Return exactly the span of lines in the following data that opens with the line containing "cmd.arg(left).arg(right);" and closes with the line containing "let path = root.join(relative);". Include nothing else.

|---|

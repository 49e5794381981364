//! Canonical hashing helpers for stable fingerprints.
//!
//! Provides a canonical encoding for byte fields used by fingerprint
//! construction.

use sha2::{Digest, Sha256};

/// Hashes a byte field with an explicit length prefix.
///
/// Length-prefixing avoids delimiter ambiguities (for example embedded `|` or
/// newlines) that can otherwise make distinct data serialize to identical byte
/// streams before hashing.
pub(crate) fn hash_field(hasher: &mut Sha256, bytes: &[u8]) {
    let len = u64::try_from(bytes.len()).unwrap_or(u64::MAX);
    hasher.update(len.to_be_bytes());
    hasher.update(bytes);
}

|---|

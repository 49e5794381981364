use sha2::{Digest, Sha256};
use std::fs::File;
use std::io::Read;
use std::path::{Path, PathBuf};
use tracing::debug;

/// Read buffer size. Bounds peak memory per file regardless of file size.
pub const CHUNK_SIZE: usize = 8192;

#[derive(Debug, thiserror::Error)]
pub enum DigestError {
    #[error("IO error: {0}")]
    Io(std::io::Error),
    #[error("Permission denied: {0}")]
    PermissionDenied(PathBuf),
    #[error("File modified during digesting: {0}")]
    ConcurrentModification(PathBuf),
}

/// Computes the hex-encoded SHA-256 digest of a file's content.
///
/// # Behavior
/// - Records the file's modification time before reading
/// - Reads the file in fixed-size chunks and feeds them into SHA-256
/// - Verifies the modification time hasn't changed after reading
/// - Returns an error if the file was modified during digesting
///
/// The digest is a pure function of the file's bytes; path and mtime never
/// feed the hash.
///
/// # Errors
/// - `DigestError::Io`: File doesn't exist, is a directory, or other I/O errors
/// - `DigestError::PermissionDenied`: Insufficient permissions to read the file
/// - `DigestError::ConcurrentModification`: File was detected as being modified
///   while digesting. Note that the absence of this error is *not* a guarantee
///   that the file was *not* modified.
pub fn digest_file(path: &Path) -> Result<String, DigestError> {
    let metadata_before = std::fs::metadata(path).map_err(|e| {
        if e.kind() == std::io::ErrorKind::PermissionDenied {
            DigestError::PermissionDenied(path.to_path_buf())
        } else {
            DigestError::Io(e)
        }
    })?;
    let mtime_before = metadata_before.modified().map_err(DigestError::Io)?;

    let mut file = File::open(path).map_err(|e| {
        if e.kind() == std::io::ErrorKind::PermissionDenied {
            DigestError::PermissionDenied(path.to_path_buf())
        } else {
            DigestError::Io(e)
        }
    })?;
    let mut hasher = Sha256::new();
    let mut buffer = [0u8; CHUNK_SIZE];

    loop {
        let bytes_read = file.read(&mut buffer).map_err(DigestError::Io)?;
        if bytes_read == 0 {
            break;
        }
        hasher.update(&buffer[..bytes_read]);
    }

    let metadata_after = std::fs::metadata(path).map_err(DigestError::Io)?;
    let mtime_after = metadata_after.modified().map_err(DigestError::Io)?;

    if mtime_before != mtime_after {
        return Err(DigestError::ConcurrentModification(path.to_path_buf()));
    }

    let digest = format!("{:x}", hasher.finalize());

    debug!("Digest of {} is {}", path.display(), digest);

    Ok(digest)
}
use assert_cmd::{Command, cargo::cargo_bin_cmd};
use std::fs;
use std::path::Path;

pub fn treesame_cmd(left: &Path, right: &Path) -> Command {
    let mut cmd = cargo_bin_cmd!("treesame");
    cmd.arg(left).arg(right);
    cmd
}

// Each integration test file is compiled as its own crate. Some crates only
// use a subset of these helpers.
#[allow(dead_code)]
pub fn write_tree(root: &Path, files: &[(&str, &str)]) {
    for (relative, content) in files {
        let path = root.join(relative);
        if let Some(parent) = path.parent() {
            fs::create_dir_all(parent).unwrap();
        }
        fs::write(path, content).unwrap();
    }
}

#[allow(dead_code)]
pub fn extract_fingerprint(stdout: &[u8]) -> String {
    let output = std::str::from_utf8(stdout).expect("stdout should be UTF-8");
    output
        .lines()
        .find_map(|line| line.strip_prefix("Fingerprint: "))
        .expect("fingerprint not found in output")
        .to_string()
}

|---|

**Expected answer:**
    cmd.arg(left).arg(right);
    cmd
}

// Each integration test file is compiled as its own crate. Some crates only
// use a subset of these helpers.
#[allow(dead_code)]
pub fn write_tree(root: &Path, files: &[(&str, &str)]) {
    for (relative, content) in files {
        let path = root.join(relative);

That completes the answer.